# Required action
What you need to produce from the material below is an exact transcription of the lines from the one with "repository 5671c8f32b1ed98d" through the one with "let view = camera.world_to_camera();", both included, and no other line.
[Data — start]
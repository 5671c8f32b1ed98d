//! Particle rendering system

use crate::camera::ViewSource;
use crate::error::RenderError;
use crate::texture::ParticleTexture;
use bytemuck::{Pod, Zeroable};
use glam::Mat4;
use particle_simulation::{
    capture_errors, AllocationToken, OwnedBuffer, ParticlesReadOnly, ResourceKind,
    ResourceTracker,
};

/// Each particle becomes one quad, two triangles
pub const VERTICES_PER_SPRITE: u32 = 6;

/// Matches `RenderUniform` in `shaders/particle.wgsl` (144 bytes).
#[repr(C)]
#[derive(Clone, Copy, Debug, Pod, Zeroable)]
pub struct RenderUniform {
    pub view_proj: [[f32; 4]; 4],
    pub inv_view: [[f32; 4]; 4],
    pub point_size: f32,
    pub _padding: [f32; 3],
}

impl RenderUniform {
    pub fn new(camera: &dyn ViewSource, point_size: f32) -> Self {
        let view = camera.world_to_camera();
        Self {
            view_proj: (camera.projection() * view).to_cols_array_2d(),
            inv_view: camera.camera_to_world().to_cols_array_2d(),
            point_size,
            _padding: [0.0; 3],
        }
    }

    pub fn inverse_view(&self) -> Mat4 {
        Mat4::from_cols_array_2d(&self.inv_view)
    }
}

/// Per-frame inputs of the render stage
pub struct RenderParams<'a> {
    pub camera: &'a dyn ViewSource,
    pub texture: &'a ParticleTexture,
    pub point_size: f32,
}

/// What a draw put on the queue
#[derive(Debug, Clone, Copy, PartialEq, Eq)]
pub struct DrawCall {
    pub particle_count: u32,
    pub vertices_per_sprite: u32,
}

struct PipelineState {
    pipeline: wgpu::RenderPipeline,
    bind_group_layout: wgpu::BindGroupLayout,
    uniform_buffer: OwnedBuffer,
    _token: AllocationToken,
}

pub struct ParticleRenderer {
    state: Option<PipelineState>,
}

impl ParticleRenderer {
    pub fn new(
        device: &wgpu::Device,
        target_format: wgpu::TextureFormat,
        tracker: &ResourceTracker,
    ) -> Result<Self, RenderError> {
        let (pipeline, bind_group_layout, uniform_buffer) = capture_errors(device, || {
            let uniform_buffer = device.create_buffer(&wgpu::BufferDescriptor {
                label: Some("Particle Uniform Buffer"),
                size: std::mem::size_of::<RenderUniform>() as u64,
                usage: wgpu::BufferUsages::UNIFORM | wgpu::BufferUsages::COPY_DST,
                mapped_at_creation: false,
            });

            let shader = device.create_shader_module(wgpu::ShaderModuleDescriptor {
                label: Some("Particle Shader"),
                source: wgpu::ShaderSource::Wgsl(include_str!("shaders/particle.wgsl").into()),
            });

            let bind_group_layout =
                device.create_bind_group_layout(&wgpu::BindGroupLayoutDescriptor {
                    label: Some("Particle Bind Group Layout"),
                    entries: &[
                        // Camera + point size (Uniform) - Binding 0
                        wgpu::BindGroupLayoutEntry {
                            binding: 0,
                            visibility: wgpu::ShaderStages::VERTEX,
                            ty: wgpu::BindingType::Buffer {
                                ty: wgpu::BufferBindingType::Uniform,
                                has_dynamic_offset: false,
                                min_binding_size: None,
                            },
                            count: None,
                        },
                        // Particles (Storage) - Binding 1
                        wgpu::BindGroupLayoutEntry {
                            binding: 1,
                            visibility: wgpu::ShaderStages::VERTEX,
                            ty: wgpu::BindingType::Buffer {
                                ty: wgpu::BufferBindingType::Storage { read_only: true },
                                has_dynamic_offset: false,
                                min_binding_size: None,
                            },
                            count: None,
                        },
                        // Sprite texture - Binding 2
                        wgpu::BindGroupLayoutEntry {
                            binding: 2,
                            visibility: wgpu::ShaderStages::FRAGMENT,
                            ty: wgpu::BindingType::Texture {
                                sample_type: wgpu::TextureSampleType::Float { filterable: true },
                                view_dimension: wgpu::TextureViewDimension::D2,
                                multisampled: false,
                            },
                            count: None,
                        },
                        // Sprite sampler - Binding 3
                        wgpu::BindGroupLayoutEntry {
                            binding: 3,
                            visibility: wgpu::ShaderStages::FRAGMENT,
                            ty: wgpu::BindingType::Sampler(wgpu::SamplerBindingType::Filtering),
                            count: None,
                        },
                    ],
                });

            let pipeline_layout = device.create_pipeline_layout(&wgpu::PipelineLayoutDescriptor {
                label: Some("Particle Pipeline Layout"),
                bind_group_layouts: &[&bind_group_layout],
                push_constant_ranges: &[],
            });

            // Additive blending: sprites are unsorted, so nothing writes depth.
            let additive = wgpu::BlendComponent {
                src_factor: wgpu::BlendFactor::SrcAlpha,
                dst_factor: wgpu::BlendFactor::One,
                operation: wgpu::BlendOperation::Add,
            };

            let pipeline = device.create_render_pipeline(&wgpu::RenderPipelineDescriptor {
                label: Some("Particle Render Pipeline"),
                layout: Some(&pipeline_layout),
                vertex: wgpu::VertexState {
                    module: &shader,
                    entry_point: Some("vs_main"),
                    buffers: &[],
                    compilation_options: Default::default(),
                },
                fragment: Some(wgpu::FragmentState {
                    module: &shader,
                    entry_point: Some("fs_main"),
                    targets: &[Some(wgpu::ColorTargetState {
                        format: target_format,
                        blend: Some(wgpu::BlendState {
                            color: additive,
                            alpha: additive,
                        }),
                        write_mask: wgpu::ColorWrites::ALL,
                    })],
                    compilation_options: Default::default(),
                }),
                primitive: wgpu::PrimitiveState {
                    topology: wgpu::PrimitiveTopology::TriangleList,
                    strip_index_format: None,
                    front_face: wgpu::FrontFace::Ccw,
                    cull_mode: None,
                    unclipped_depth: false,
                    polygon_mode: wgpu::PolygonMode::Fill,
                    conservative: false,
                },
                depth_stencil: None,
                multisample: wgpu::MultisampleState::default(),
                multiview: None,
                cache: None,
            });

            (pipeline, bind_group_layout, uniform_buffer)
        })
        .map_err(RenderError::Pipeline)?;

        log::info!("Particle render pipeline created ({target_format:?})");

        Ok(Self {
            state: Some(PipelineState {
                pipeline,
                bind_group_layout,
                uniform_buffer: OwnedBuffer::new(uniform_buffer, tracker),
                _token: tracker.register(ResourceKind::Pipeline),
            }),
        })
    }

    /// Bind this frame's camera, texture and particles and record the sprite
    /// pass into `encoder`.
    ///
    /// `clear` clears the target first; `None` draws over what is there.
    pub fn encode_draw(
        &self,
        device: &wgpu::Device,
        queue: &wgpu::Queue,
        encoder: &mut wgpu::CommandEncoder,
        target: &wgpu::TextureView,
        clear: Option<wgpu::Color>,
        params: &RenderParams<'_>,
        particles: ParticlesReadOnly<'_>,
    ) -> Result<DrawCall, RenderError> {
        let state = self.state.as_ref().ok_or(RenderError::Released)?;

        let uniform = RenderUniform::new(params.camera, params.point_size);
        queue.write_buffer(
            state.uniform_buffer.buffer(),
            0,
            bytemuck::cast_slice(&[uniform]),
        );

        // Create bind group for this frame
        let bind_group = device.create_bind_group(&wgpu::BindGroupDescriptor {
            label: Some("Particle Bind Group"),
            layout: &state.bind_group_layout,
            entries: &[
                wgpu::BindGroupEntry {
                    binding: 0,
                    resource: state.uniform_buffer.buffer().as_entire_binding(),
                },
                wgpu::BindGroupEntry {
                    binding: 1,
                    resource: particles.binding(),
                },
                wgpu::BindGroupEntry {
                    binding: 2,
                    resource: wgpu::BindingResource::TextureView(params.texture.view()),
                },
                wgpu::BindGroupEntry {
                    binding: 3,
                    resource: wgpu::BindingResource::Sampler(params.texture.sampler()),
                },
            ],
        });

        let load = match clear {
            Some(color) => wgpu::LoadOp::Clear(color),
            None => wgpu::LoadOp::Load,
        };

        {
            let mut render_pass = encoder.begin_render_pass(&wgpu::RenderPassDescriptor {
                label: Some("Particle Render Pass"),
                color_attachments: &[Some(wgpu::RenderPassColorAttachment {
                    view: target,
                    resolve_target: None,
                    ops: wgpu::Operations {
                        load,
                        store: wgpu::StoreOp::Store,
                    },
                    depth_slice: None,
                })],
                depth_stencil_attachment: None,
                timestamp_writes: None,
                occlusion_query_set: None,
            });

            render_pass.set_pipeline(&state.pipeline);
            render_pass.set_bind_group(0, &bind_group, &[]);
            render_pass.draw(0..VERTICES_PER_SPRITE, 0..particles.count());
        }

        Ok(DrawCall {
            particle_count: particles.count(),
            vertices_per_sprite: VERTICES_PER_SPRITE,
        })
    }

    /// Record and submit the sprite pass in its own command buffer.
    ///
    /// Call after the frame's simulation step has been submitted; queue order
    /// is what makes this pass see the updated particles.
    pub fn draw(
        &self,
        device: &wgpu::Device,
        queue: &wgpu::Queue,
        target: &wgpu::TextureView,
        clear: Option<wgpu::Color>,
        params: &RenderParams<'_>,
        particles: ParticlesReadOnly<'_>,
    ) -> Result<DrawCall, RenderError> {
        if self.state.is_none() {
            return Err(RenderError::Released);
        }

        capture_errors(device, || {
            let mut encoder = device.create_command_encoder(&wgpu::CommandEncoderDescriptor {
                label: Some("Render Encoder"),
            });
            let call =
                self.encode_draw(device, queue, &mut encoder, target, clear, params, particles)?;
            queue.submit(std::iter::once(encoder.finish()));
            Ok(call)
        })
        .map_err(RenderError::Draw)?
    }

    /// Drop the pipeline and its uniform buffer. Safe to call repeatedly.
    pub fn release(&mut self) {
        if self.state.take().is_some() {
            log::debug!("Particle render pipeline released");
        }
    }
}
[Data — finish]
[Data — start]
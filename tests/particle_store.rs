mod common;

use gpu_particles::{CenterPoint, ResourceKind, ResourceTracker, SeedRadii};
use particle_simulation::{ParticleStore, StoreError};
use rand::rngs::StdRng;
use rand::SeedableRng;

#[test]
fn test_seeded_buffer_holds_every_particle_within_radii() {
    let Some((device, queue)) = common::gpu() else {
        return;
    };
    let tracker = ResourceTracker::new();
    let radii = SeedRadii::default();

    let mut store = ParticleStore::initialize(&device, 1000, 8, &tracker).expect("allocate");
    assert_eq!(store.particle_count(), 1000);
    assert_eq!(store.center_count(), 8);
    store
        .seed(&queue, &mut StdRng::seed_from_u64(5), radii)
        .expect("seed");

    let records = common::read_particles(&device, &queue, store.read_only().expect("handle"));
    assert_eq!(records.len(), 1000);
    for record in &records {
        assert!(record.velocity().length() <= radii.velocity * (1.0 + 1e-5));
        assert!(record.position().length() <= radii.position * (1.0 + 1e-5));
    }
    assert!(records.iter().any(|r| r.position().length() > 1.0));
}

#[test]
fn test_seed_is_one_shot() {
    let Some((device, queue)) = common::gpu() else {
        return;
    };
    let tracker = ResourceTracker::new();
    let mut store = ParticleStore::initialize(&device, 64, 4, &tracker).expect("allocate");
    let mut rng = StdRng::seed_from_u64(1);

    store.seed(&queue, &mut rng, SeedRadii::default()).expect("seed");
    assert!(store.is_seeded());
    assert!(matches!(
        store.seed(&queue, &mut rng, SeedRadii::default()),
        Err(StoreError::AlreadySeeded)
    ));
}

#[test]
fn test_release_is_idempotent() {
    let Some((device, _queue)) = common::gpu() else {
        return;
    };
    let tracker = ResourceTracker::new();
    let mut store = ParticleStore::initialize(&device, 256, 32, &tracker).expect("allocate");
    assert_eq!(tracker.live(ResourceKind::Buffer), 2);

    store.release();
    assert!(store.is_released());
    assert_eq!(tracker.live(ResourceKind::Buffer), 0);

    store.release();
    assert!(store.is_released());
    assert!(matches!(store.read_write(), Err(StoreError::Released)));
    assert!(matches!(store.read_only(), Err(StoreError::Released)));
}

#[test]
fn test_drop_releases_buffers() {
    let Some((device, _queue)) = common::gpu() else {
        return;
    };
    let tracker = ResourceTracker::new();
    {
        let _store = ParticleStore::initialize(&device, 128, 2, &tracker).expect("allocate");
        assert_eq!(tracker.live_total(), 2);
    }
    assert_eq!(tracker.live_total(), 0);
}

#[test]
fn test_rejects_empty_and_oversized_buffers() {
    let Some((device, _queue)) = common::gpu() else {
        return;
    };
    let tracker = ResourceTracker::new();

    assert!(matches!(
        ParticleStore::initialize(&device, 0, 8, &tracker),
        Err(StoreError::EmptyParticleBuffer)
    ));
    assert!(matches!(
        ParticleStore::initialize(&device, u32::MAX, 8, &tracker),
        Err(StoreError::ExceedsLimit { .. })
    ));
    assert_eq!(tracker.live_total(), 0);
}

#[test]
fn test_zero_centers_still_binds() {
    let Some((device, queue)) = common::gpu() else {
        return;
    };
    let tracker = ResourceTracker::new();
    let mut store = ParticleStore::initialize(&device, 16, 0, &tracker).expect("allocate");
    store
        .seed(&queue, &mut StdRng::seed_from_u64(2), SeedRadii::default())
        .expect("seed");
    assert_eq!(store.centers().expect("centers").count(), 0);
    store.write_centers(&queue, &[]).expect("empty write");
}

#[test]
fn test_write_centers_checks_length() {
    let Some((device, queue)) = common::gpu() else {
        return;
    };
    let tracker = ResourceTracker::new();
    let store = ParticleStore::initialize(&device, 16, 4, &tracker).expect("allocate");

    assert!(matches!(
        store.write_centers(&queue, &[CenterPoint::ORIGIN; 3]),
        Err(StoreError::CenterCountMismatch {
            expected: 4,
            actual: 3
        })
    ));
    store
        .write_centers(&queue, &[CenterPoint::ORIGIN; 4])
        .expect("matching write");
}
[Data — finish]
[Data — start]
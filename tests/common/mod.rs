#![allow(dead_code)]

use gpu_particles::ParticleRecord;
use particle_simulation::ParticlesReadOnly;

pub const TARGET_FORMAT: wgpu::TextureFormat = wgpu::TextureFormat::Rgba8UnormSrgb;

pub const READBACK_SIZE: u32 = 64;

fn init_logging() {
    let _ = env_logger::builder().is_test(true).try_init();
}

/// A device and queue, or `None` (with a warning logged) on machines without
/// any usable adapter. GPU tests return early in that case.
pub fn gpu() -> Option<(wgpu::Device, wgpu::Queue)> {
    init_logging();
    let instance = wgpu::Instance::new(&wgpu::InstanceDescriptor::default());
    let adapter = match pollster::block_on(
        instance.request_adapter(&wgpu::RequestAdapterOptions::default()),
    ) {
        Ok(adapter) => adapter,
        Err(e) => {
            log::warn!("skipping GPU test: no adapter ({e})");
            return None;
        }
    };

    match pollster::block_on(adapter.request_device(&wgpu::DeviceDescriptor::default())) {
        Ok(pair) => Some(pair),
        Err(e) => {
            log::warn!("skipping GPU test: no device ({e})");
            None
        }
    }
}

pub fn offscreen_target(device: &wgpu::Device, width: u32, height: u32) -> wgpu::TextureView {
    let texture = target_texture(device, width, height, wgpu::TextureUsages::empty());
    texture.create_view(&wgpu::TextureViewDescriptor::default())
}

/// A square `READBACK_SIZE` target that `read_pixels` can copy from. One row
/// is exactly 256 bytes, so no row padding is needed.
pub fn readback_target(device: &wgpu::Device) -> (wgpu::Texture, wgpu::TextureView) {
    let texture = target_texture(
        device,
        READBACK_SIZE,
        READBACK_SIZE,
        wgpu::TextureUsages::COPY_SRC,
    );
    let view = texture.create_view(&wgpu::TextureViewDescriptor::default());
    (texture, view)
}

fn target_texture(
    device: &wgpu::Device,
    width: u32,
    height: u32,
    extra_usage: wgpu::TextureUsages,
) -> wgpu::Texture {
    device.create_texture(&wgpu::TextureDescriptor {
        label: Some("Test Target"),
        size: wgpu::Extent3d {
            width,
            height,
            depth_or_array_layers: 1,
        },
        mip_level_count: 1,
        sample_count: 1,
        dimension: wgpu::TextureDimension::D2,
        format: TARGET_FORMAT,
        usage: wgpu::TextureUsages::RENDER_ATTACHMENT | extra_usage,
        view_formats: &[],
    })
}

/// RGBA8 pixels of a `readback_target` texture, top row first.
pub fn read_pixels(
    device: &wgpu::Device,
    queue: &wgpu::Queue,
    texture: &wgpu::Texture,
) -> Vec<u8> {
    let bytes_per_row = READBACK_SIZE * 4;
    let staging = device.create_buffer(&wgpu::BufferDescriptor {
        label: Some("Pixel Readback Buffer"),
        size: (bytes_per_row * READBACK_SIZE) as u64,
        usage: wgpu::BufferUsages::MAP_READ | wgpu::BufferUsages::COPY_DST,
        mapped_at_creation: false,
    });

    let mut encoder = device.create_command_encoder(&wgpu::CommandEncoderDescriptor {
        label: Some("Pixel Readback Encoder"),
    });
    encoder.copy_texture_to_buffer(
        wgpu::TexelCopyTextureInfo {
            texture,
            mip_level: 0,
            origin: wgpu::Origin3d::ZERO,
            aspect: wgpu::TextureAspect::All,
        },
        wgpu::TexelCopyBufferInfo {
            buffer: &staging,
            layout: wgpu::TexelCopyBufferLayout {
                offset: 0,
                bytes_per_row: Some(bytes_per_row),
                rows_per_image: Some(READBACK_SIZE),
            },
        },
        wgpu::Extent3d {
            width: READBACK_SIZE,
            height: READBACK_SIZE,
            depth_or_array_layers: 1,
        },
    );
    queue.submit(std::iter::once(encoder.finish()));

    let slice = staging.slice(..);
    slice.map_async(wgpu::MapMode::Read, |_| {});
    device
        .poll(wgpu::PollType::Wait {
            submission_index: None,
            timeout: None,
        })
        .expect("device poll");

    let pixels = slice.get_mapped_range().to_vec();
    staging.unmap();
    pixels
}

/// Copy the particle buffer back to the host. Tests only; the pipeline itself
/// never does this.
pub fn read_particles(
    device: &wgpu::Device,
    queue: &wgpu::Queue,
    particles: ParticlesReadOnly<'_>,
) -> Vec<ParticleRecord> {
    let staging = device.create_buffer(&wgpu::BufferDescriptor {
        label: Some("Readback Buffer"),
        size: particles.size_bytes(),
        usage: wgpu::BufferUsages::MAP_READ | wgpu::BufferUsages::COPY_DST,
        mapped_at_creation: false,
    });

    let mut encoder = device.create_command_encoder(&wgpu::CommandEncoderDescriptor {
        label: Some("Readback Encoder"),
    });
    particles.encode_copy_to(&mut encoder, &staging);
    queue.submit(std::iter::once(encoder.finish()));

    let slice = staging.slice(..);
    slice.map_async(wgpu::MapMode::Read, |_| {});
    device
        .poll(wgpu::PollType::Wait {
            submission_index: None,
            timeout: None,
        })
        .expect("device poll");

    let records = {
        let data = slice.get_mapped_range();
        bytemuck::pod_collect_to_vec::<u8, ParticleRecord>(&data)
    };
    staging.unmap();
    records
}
[Data — finish]
# Finished task
repository 5671c8f32b1ed98d
//! Particle rendering system

use crate::camera::ViewSource;
use crate::error::RenderError;
use crate::texture::ParticleTexture;
use bytemuck::{Pod, Zeroable};
use glam::Mat4;
use particle_simulation::{
    capture_errors, AllocationToken, OwnedBuffer, ParticlesReadOnly, ResourceKind,
    ResourceTracker,
};

/// Each particle becomes one quad, two triangles
pub const VERTICES_PER_SPRITE: u32 = 6;

/// Matches `RenderUniform` in `shaders/particle.wgsl` (144 bytes).
#[repr(C)]
#[derive(Clone, Copy, Debug, Pod, Zeroable)]
pub struct RenderUniform {
    pub view_proj: [[f32; 4]; 4],
    pub inv_view: [[f32; 4]; 4],
    pub point_size: f32,
    pub _padding: [f32; 3],
}

impl RenderUniform {
    pub fn new(camera: &dyn ViewSource, point_size: f32) -> Self {
        let view = camera.world_to_camera();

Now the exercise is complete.